On September 1, 1972, the four of us flew to Israel on a 363-day excursion ticket.
Despite some inevitable ups and downs, it was a glorious year. The key event was serendipitous and occurred not long after we arrived (knowing hardly a soul): While shopping at Chaim the butcher’s, Judith bumped into Bill Dever, then director of the W.F. Albright School of Archaeological Research in Jerusalem.
On an earlier visit to Israel, we had knocked on the door of the Albright, as the school is called. Professor Albright had once helped me write an article on the use of the title “rabbi” in the New Testament, an article that grew out of a discussion at our informal Bible study group. On that basis, Dever had graciously invited us into the school director’s “residence” for coffee. Six months later, when Judith saw Dever at Chaim’s, the two greeted each other, recalling our earlier visit to the Albright. Through Bill we soon fell in with the archaeological community. We were even permitted to join Gus Van Beek’s little pottery study group. (Van Beek, an archaeological curator at the Smithsonian, directs the excavation of an important ancient site near Gaza called Tell Jemmeh.)
Another fortuitous event involved my six-year-old daughter Elizabeth (called Elisheva that year). We made frequent trips around the country, visiting archaeological sites and collecting potsherds lying on the surface. Elisheva and Yael (Julia, then three) enjoyed this because they could also join in the search. One Shabbat, before climbing over the tell of Hazor, we visited the little museum at the nearby kibbutz. There on display were some stamped jar handles from the tell. I pointed to them and told the kids, “See, that’s what we’re looking for.” An hour later we were on the tell looking for sherds when Elisheva came running to me with her “lucky find”—a small jar handle that appeared to have the figure of a man engraved on it!a
Tell Hazor had been excavated by Israel’s most illustrious archaeologist, Yigael Yadin. Through Elisheva’s lucky find, I met him. I vividly remember the first time Yadin and I talked about Jerusalem archaeology. I sat enthralled while he gave me an hour’s private lecture on the archaeology of the ancient city. He helped me publish Elisheva’s find in the Israel Exploration Journal and later reviewed the manuscript of a book I wrote that year on the archaeology of Biblical Jerusalem, The City of David.
When the year was up, we came back to the States, and I returned to practicing law. But I wanted to maintain some connection with Israel. We felt part of the community. I didn’t want to go back now simply as a tourist, with nothing to do but see sights we had seen before and say hello to old friends. I wanted some business in Israel. So I thought of writing a regular column on Biblical archaeology.

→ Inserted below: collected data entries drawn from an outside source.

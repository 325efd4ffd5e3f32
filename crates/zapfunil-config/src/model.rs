// SPDX-FileCopyrightText: 2026 Zapfunil Contributors
// SPDX-License-Identifier: MIT OR Apache-2.0

//! Configuration model structs for the Zapfunil sales pipeline.
//!
//! All structs use `#[serde(deny_unknown_fields)]` to reject unrecognized
//! config keys at startup. The editable bot texts live in the database
//! (settings collaborator); this file covers the deployment surface:
//! storage, webhook server, scheduler tick, messaging instances, and the
//! per-unit material catalog.

use std::collections::HashMap;

use serde::{Deserialize, Serialize};

/// Top-level Zapfunil configuration.
#[derive(Debug, Clone, Default, Deserialize, Serialize)]
#[serde(deny_unknown_fields)]
pub struct ZapfunilConfig {
    /// Storage backend settings.
    #[serde(default)]
    pub storage: StorageConfig,

    /// Webhook server settings.
    #[serde(default)]
    pub server: ServerConfig,

    /// Follow-up scheduler tick settings.
    #[serde(default)]
    pub scheduler: SchedulerConfig,

    /// Messaging instances (one per connected WhatsApp number).
    #[serde(default)]
    pub instances: Vec<InstanceConfig>,

    /// Material catalog keyed by venue unit name.
    #[serde(default)]
    pub materials: HashMap<String, UnitMaterials>,
}

impl ZapfunilConfig {
    /// Look up an instance definition by id.
    pub fn instance(&self, instance_id: &str) -> Option<&InstanceConfig> {
        self.instances.iter().find(|i| i.id == instance_id)
    }
}

/// Storage backend configuration.
#[derive(Debug, Clone, Deserialize, Serialize)]
#[serde(deny_unknown_fields)]
pub struct StorageConfig {
    /// Path to the SQLite database file.
    #[serde(default = "default_database_path")]
    pub database_path: String,

    /// Enable WAL (Write-Ahead Logging) mode for SQLite.
    #[serde(default = "default_wal_mode")]
    pub wal_mode: bool,
}

impl Default for StorageConfig {
    fn default() -> Self {
        Self {
            database_path: default_database_path(),
            wal_mode: default_wal_mode(),
        }
    }
}

fn default_database_path() -> String {
    dirs::data_dir()
        .map(|p| p.join("zapfunil").join("zapfunil.db"))
        .unwrap_or_else(|| std::path::PathBuf::from("zapfunil.db"))
        .to_string_lossy()
        .into_owned()
}

fn default_wal_mode() -> bool {
    true
}

/// Webhook server configuration.
#[derive(Debug, Clone, Deserialize, Serialize)]
#[serde(deny_unknown_fields)]
pub struct ServerConfig {
    /// Address to bind the webhook server to.
    #[serde(default = "default_host")]
    pub host: String,

    /// Port to bind.
    #[serde(default = "default_port")]
    pub port: u16,

    /// Shared secret for webhook HMAC signatures. `None` disables
    /// signature verification (local development only).
    #[serde(default)]
    pub webhook_secret: Option<String>,
}

impl Default for ServerConfig {
    fn default() -> Self {
        Self {
            host: default_host(),
            port: default_port(),
            webhook_secret: None,
        }
    }
}

fn default_host() -> String {
    "127.0.0.1".to_string()
}

fn default_port() -> u16 {
    8030
}

/// Follow-up scheduler tick configuration.
///
/// The scheduler itself is passive; the serve loop re-evaluates due stages
/// every `tick_interval_secs`.
#[derive(Debug, Clone, Deserialize, Serialize)]
#[serde(deny_unknown_fields)]
pub struct SchedulerConfig {
    #[serde(default = "default_tick_interval_secs")]
    pub tick_interval_secs: u64,
}

impl Default for SchedulerConfig {
    fn default() -> Self {
        Self {
            tick_interval_secs: default_tick_interval_secs(),
        }
    }
}

fn default_tick_interval_secs() -> u64 {
    300 // 5 minutes
}

/// One messaging instance: a connected WhatsApp number serving one unit.
#[derive(Debug, Clone, Deserialize, Serialize)]
#[serde(deny_unknown_fields)]
pub struct InstanceConfig {
    /// Instance identifier used in webhook payloads and gateway URLs.
    pub id: String,

    /// Venue unit this instance serves. Copied onto conversations at creation.
    pub unit: String,

    /// Base URL of the gateway serving this instance.
    pub base_url: String,

    /// API key for the gateway.
    pub api_key: String,

    /// Default bot policy for new conversations on this instance.
    #[serde(default = "default_bot_default")]
    pub bot_default: bool,
}

fn default_bot_default() -> bool {
    true
}

/// Material catalog for one venue unit, sequenced by the bot after
/// qualification completes.
#[derive(Debug, Clone, Default, Deserialize, Serialize)]
#[serde(deny_unknown_fields)]
pub struct UnitMaterials {
    /// Unit photo URLs, sent in order.
    #[serde(default)]
    pub photos: Vec<String>,

    /// Caption sent before the photos; may interpolate `{{unidade}}`.
    #[serde(default)]
    pub photo_caption: Option<String>,

    /// Presentation video URL.
    #[serde(default)]
    pub video: Option<String>,

    /// Caption sent before the video; may interpolate `{{unidade}}`.
    #[serde(default)]
    pub video_caption: Option<String>,

    /// Promotional PDFs by guest-count tier, ascending by `max_guests`.
    /// The first tier whose `max_guests` covers the lead is used.
    #[serde(default)]
    pub pdf_tiers: Vec<PdfTier>,

    /// Caption sent before the PDF; may interpolate `{{unidade}}`.
    #[serde(default)]
    pub pdf_caption: Option<String>,

    /// Seasonal promo video URL, sent only while enabled.
    #[serde(default)]
    pub seasonal_video: Option<String>,

    /// Caption sent before the seasonal video.
    #[serde(default)]
    pub seasonal_caption: Option<String>,

    #[serde(default)]
    pub seasonal_enabled: bool,
}

/// One promotional PDF tier.
#[derive(Debug, Clone, Deserialize, Serialize)]
#[serde(deny_unknown_fields)]
pub struct PdfTier {
    pub max_guests: i64,
    pub url: String,
}

#[cfg(test)]
mod tests {
    use super::*;

    #[test]
    fn default_config_has_no_instances() {
        let config = ZapfunilConfig::default();
        assert!(config.instances.is_empty());
        assert!(config.materials.is_empty());
        assert_eq!(config.scheduler.tick_interval_secs, 300);
    }

    #[test]
    fn instances_deserialize_from_toml() {
        let toml_str = r#"
[[instances]]
id = "central"
unit = "Central"
base_url = "http://localhost:8080"
api_key = "secret"

[[instances]]
id = "norte"
unit = "Norte"
base_url = "http://localhost:8081"
api_key = "secret2"
bot_default = false
"#;
        let config: ZapfunilConfig = toml::from_str(toml_str).unwrap();
        assert_eq!(config.instances.len(), 2);
        assert!(config.instances[0].bot_default, "bot_default defaults to true");
        assert!(!config.instances[1].bot_default);
        assert_eq!(config.instance("norte").unwrap().unit, "Norte");
        assert!(config.instance("sul").is_none());
    }

    #[test]
    fn materials_deserialize_keyed_by_unit() {
        let toml_str = r#"
[materials.Central]
photos = ["https://cdn.example/p1.jpg", "https://cdn.example/p2.jpg"]
photo_caption = "Fotos da unidade {{unidade}}"
video = "https://cdn.example/tour.mp4"
pdf_tiers = [
  { max_guests = 100, url = "https://cdn.example/ate100.pdf" },
  { max_guests = 300, url = "https://cdn.example/ate300.pdf" },
]
"#;
        let config: ZapfunilConfig = toml::from_str(toml_str).unwrap();
        let materials = config.materials.get("Central").unwrap();
        assert_eq!(materials.photos.len(), 2);
        assert_eq!(materials.pdf_tiers.len(), 2);
        assert!(!materials.seasonal_enabled);
    }

    #[test]
    fn unknown_fields_are_rejected() {
        let toml_str = r#"
[storage]
database_path = "/tmp/z.db"
wal_enabled = true
"#;
        assert!(toml::from_str::<ZapfunilConfig>(toml_str).is_err());
    }
}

I contacted a friend who edited a Jewish organizational magazine and proposed the idea to him. “I have too many columns already,” he replied. “Why don’t you start your own magazine?”
“How do I do that?” I asked.
“It’s simple. You write up a prospectus, send it to some writers, some Bible scholars, some archaeologists, some philanthropists and some wealthy businessmen. They’ll each contribute—and there you have it.”
So that’s what I did.
But only one replied—Samuel Sandmel, a great Bible scholar at Hebrew Union College in Cincinnati. Sam, who later became a valued member of our editorial advisory board, has since died, so I can’t ask him: But I’ve always wondered whether he replied because he dated my mother-in-law decades earlier when he was 036serving as a rabbi in Atlanta, Georgia. In response to my prospectus Sam said simply that it sounded like an interesting idea.
With Sam’s reply in hand, I sent a second mailing to all who had received the first mailing. I thanked them for their heartwarming response and told them that we now had enough contributions, financial and literary, to go ahead with the first issue.
In fact, we had neither.
I wrote the first issue and had it printed for $700, hoping to get enough subscriptions by the time it came out to pay the printer’s bill. Luckily, I did. (Today it costs several hundred thousand dollars to produce an issue of BAR.)
Oh yes, the name. At first, I didn’t think of it as a real magazine. (When I showed a new issue to Judith, I would say, “It looks like a real magazine, doesn’t it?”). Originally, I thought of calling it The Biblical Archaeology Newsletter. But then, during a visit with Carol and Eric Meyers, now both senior Biblical and archaeological scholars (Eric is the long-time president of the American Schools of Oriental Research), Carol remarked on the unfortunate acronym that would result—BAN. “Why don’t you call it Biblical Archaeology Review instead?” she said. “The acronym would be just right for a lawyer.”I took the suggestion and BAR was born.
Early Controversies
BAR has always been a little quirky, a little iconoclastic, a little bit in your face. At the same time, though this has not been as widely recognized, it has also been factual, reliable and even scholarly.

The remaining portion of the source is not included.